Releases: snowplow/snowplow-rdb-loader
4.2.0
New authorization options for Snowflake and Databricks
Up until version 4.1.0, RDB Loader required that the warehouse had been pre-configured to have read-access to the data files in S3.
For Snowflake, this meant setting up an external stage with a storage integration.
For Databricks, it meant setting up a cluster to assume an AWS instance profile.
Starting with version 4.2.0, RDB Loader is able to generate temporary credentials using STS and pass these credentials to Snowflake/Databricks. This removes the need to pre-configure the warehouse with access permission.
To start using the new authorization method, you must add a loadAuthMethod
to the storage
block in your config file:
"storage": {
// other required fields go here
"loadAuthMethod": {
"type": "TempCreds"
"roleArn": "arn:aws:iam::123456789:role/example_role_name"
}
}
...where roleArn
is a role with permission to read files from the S3 bucket. The loader must have permission to assume this role.
Our Github repo has some examples of this configuration for Snowflake and for Databricks.
Note, for Snowflake loading, depending on your event volume and warehouse configuration, there may still be an advantage to setting up the storage integration, because the underlying COPY INTO
statement is more efficient.
For Databricks loading, though, there should be no impact of changing to the new authorization method.
Retry on target initialization
Initialization block is surrounded by retry block so that if an exception is thrown from initialization block instead of crashing the application, it will be retried according to the specified backoff strategy.
To enable this feature, initRetries
must be added to config file:
"initRetries": {
"backoff": "30 seconds"
"strategy": "EXPONENTIAL"
"attempts": 3,
"cumulativeBound": "1 hour"
},
Adjusting the path appended to Snowflake stage in Snowflake Loader
As it is mentioned in the first section, we've added a new authorization option to Snowflake Loader. However, old Snowflake stage method still can be used.
Previously, Snowflake stage path needs to be exactly the path where transformed run folders reside. If the path of an upper folder is given as a stage path, loading wouldn't work.
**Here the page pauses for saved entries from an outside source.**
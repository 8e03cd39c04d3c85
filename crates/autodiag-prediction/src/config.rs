//! Prediction configuration.

use autodiag_errors::{ValidationError, validate, validate_range};
use serde::{Deserialize, Serialize};

/// Public endpoint of the hosted inference capability.
pub const DEFAULT_ENDPOINT: &str = "https://generativelanguage.googleapis.com";

/// Model used when none is configured.
pub const DEFAULT_MODEL: &str = "gemini-2.5-flash";

/// Low sampling temperature for repeatable, fact-based answers.
pub const DEFAULT_TEMPERATURE: f64 = 0.2;

/// Where and how predictions are requested.
#[derive(Debug, Clone, PartialEq, Serialize, Deserialize)]
#[serde(default, rename_all = "camelCase")]
pub struct PredictionConfig {
    /// Base URL of the capability
    pub endpoint: String,
    /// Model identifier
    pub model: String,
    /// Sampling temperature
    pub temperature: f64,
}

impl Default for PredictionConfig {
    fn default() -> Self {
        Self {
            endpoint: DEFAULT_ENDPOINT.to_string(),
            model: DEFAULT_MODEL.to_string(),
            temperature: DEFAULT_TEMPERATURE,
        }
    }
}

impl PredictionConfig {
    /// Point at a different endpoint.
    pub fn with_endpoint(mut self, endpoint: impl Into<String>) -> Self {
        self.endpoint = endpoint.into();
        self
    }

    /// Use a different model.
    pub fn with_model(mut self, model: impl Into<String>) -> Self {
        self.model = model.into();
        self
    }

    /// Check the endpoint, model and temperature.
    ///
    /// # Errors
    ///
    /// Returns the first [`ValidationError`] found.
    pub fn validate(&self) -> Result<(), ValidationError> {
        validate!(
            self.endpoint.starts_with("http://") || self.endpoint.starts_with("https://"),
            ValidationError::invalid_format("endpoint", "must be an http or https URL")
        );
        validate!(!self.model.trim().is_empty(), ValidationError::empty("model"));
        validate_range!("temperature", self.temperature, 0.0, 2.0);
        Ok(())
    }
}

#[cfg(test)]
mod tests {
    use super::*;

    #[test]
    fn test_defaults() -> Result<(), ValidationError> {
        let config = PredictionConfig::default();
        config.validate()?;
        assert_eq!(config.model, "gemini-2.5-flash");
        Ok(())
    }

    #[test]
    fn test_partial_json_keeps_defaults() -> Result<(), serde_json::Error> {
        let config: PredictionConfig = serde_json::from_str(r#"{"model": "gemini-2.5-pro"}"#)?;
        assert_eq!(config.model, "gemini-2.5-pro");
        assert_eq!(config.endpoint, DEFAULT_ENDPOINT);
        Ok(())
    }

    #[test]
    fn test_rejects_bad_values() {
        assert!(PredictionConfig::default().with_endpoint("ftp://x").validate().is_err());
        assert!(PredictionConfig::default().with_model(" ").validate().is_err());
        let hot = PredictionConfig {
            temperature: f64::NAN,
            ..PredictionConfig::default()
        };
        assert!(hot.validate().is_err());
    }
}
We've fixed this issue in this release. Even if the stage path is set to the path of transformed folder's upper directory, loading would still work correctly.
To use this feature, you need to update transformedStage
and folderMonitoringStage
blocks:
"transformedStage": {
# The name of the stage
"name": "snowplow_stage"
# The S3 path used as stage location
"location": "s3://bucket/transformed/"
}
"folderMonitoringStage": {
# The name of the stage
"name": "snowplow_folders_stage"
# The S3 path used as stage location
"location": "s3://bucket/monitoring/"
}
Bug fix for streaming transformer on multiple instances
In the previous released of RDB Loader we announced that the streaming transformer can now scale to multiple instances, which was a really important requirement for high volume pipelines.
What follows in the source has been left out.